Das Dilemma solcher Verhandlungen ist stets das gleiche. Man setzt sich Vorwürfen aus, auch dann, wenn man mit dem gemäßigten Teil einer radikalen Bewegung spricht. Wenn man es nicht tut und beispielsweise die Taliban insgesamt boykottiert, stärkt man jedoch nur ihren Zusammenhalt. Reden muss also möglich sein. Es kommt darauf an, worüber und wie. Der Truppenabzug hat gezeigt: Im guten Glauben die eigenen Trümpfe aus der Hand zu geben ist im Umgang mit den Taliban keine gute Idee.

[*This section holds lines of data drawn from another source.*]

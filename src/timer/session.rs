//! Session kinds and their durations.

use serde::{Deserialize, Serialize};

use crate::config::TimerConfig;

/// Kind of Pomodoro session.
#[derive(Debug, Clone, Copy, PartialEq, Eq, Hash, Serialize, Deserialize)]
#[serde(rename_all = "snake_case")]
pub enum SessionKind {
    /// Focused work (25 minutes)
    Work,
    /// Short break (5 minutes)
    ShortBreak,
    /// Long break (15 minutes)
    LongBreak,
}

impl SessionKind {
    /// Canonical duration of this kind in seconds.
    #[must_use]
    pub const fn canonical_seconds(&self) -> u32 {
        match self {
            Self::Work => 1500,
            Self::ShortBreak => 300,
            Self::LongBreak => 900,
        }
    }

    /// Get display name.
    #[must_use]
    pub const fn display_name(&self) -> &'static str {
        match self {
            Self::Work => "Work",
            Self::ShortBreak => "Short Break",
            Self::LongBreak => "Long Break",
        }
    }

    /// Message announcing that this session is up next.
    #[must_use]
    pub const fn announcement(&self) -> &'static str {
        match self {
            Self::Work => "Time's up! Time for work!",
            Self::ShortBreak => "Time's up! Time for a short break!",
            Self::LongBreak => "Time's up! Time for a long break!",
        }
    }
}

impl std::fmt::Display for SessionKind {
    fn fmt(&self, f: &mut std::fmt::Formatter<'_>) -> std::fmt::Result {
        write!(f, "{}", self.display_name())
    }
}

/// Session lengths and the long-break cadence.
#[derive(Debug, Clone, Copy, PartialEq, Eq)]
pub struct SessionDurations {
    work_seconds: u32,
    short_break_seconds: u32,
    long_break_seconds: u32,
    sessions_until_long_break: u32,
}

impl SessionDurations {
    /// Build durations from explicit second counts.
    ///
    /// A cadence of zero is treated as one (every break is long).
    #[must_use]
    pub fn new(
        work_seconds: u32,
        short_break_seconds: u32,
        long_break_seconds: u32,
        sessions_until_long_break: u32,
    ) -> Self {
        Self {
            work_seconds,
            short_break_seconds,
            long_break_seconds,
            sessions_until_long_break: sessions_until_long_break.max(1),
        }
    }

    /// Build durations from the timer section of the config file.
    #[must_use]
    pub fn from_config(config: &TimerConfig) -> Self {
        Self::new(
            config.work_minutes.saturating_mul(60),
            config.short_break_minutes.saturating_mul(60),
            config.long_break_minutes.saturating_mul(60),
            config.sessions_until_long_break,
        )
    }

    /// Full length of a session of the given kind, in seconds.
    #[must_use]
    pub fn seconds(&self, kind: SessionKind) -> f64 {
        let secs = match kind {
            SessionKind::Work => self.work_seconds,
            SessionKind::ShortBreak => self.short_break_seconds,
            SessionKind::LongBreak => self.long_break_seconds,
        };
        f64::from(secs)
    }

    /// Number of completed work sessions between long breaks.
    #[must_use]
    pub const fn sessions_until_long_break(&self) -> u32 {
        self.sessions_until_long_break
    }

    /// The break that follows the given number of completed work sessions.
    #[must_use]
    pub const fn break_after(&self, completed: u32) -> SessionKind {
        if completed > 0 && completed % self.sessions_until_long_break == 0 {
            SessionKind::LongBreak
        } else {
            SessionKind::ShortBreak
        }
    }
}

impl Default for SessionDurations {
    fn default() -> Self {
        Self::new(
            SessionKind::Work.canonical_seconds(),
            SessionKind::ShortBreak.canonical_seconds(),
            SessionKind::LongBreak.canonical_seconds(),
            4,
        )
    }
}
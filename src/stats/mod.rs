//! Daily completion statistics.
//!
//! Provides the persisted date-to-count store plus summaries and charts
//! built from it.

pub mod metrics;
pub mod store;
pub mod visualization;

pub use metrics::StatsSummary;
pub use store::{date_key, DailyStats, StatsStore};
pub use visualization::{render_daily_bars, render_sparkline};
//! Session-change alerts.
//!
//! Every switch rings the terminal bell, shows a desktop notification, and
//! optionally speaks the announcement. None of these may abort the timer, so
//! failures are only logged.

use std::io::Write;
use std::process::{Command, Stdio};

use notify_rust::Notification;

use crate::config::NotificationConfig;
use crate::timer::SessionKind;

/// Receives session-change events.
#[cfg_attr(test, mockall::automock)]
pub trait Notifier {
    /// Announce that `next` is the upcoming session.
    fn notify(&mut self, next: SessionKind);
}

/// Bell, desktop notification, and optional speech.
#[derive(Debug, Clone)]
pub struct DesktopNotifier {
    config: NotificationConfig,
}

impl DesktopNotifier {
    /// Create a notifier from the notifications config section.
    #[must_use]
    pub const fn new(config: NotificationConfig) -> Self {
        Self { config }
    }

    fn ring_bell() {
        let mut stdout = std::io::stdout();
        if let Err(e) = stdout.write_all(b"\x07").and_then(|()| stdout.flush()) {
            tracing::warn!("Failed to ring terminal bell: {e}");
        }
    }

    fn show_desktop(next: SessionKind) {
        let result = Notification::new()
            .summary(&format!("Pomodoro: {next}"))
            .body(next.announcement())
            .appname("pomodoro")
            .show();

        if let Err(e) = result {
            tracing::warn!("Desktop notification failed: {e}");
        }
    }

    fn speak(command: &str, message: &str) {
        let mut parts = command.split_whitespace();
        let Some(program) = parts.next() else {
            return;
        };

        let spawned = Command::new(program)
            .args(parts)
            .arg(message)
            .stdin(Stdio::null())
            .stdout(Stdio::null())
            .stderr(Stdio::null())
            .spawn();

        if let Err(e) = spawned {
            tracing::warn!("Speech command '{program}' failed: {e}");
        }
    }
}

impl Notifier for DesktopNotifier {
    fn notify(&mut self, next: SessionKind) {
        tracing::info!("Session change: {next} is up next");

        if self.config.bell {
            Self::ring_bell();
        }
        if self.config.desktop {
            Self::show_desktop(next);
        }
        if let Some(command) = self.config.speech_command.as_deref() {
            Self::speak(command, next.announcement());
        }
    }
}
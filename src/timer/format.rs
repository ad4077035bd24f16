//! Formatting helpers for countdown display.

/// Format a number of seconds as MM:SS.
///
/// Fractional seconds are rounded up so the display reads `00:01` until the
/// countdown actually reaches zero. Negative values clamp to `00:00`.
#[must_use]
#[allow(clippy::cast_possible_truncation, clippy::cast_sign_loss)]
pub fn format_mmss(seconds: f64) -> String {
    let total_seconds = seconds.max(0.0).ceil() as u64;
    let minutes = total_seconds / 60;
    let seconds = total_seconds % 60;
    format!("{minutes:02}:{seconds:02}")
}
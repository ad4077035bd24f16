//! Metric calculations over daily stats.

use chrono::{Days, NaiveDate};
use serde::{Deserialize, Serialize};

use super::store::DailyStats;

/// Summary of completed work sessions as of a given day.
#[derive(Debug, Clone, PartialEq, Eq, Serialize, Deserialize)]
pub struct StatsSummary {
    /// The day the summary was computed for
    pub today: NaiveDate,
    /// Completed today
    pub today_count: u32,
    /// Completed across all recorded days
    pub total: u64,
    /// Consecutive days with at least one completion, ending today or yesterday
    pub current_streak: usize,
    /// Longest run of consecutive days with completions
    pub longest_streak: usize,
    /// Best day date
    pub best_day: Option<NaiveDate>,
    /// Best day count
    pub best_day_count: u32,
    /// Per-day counts for the requested window, oldest first
    pub recent: Vec<(NaiveDate, u32)>,
}

impl StatsSummary {
    /// Calculate a summary covering the last `days` days up to `today`.
    #[must_use]
    pub fn calculate(stats: &DailyStats, today: NaiveDate, days: usize) -> Self {
        let active: Vec<NaiveDate> = stats
            .entries()
            .filter(|&(_, count)| count > 0)
            .map(|(date, _)| date)
            .collect();

        let (best_day, best_day_count) = stats
            .entries()
            .filter(|&(_, count)| count > 0)
            // Ties go to the most recent day.
            .max_by_key(|&(date, count)| (count, date))
            .map_or((None, 0), |(date, count)| (Some(date), count));

        // The window stops at the earliest representable date.
        let mut recent: Vec<(NaiveDate, u32)> = (0..days as u64)
            .map_while(|offset| today.checked_sub_days(Days::new(offset)))
            .map(|day| (day, stats.count_for(day)))
            .collect();
        recent.reverse();

        Self {
            today,
            today_count: stats.count_for(today),
            total: stats.total(),
            current_streak: current_streak(&active, today),
            longest_streak: longest_streak(&active),
            best_day,
            best_day_count,
            recent,
        }
    }

    /// Counts from the recent window, oldest first.
    #[must_use]
    pub fn recent_counts(&self) -> Vec<u32> {
        self.recent.iter().map(|&(_, count)| count).collect()
    }
}

/// Streak ending today, or yesterday if nothing is recorded yet today.
fn current_streak(active: &[NaiveDate], today: NaiveDate) -> usize {
    let mut check_date = if active.contains(&today) {
        Some(today)
    } else {
        today.pred_opt()
    };

    let mut streak = 0;
    while let Some(date) = check_date.filter(|date| active.contains(date)) {
        streak += 1;
        check_date = date.pred_opt();
    }
    streak
}

/// Longest run of consecutive dates. `active` must be sorted ascending.
fn longest_streak(active: &[NaiveDate]) -> usize {
    let mut longest = 0;
    let mut streak = 0;
    let mut prev_date: Option<NaiveDate> = None;

    for &date in active {
        streak = match prev_date {
            Some(prev) if (date - prev).num_days() == 1 => streak + 1,
            _ => 1,
        };
        longest = longest.max(streak);
        prev_date = Some(date);
    }

    longest
}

Auch sollte man wissen, wofür und für wen man verhandelt. Selbst mit den Islamisten gibt es gemeinsame Interessen, etwa den Kampf gegen den IS, der mit den Taliban verfeindet ist. Der CIA-Direktor flog extra nach Kabul, um darüber mit Mullah Baradar zu sprechen. Die Taliban quasi zum Partner im Kampf gegen den Terror zu machen wäre jedoch ein gefährliches Spiel. Schon zu viele Verbündete des Westens haben Anteil daran gehabt, dass die afghanische Misere immer weitergegangen ist. Der Fokus von Gesprächen mit den Taliban sollte darauf liegen, die humanitäre Lage zu verbessern. Und politische Zugeständnisse darf es nur geben, wenn die Taliban in Vorleistung treten.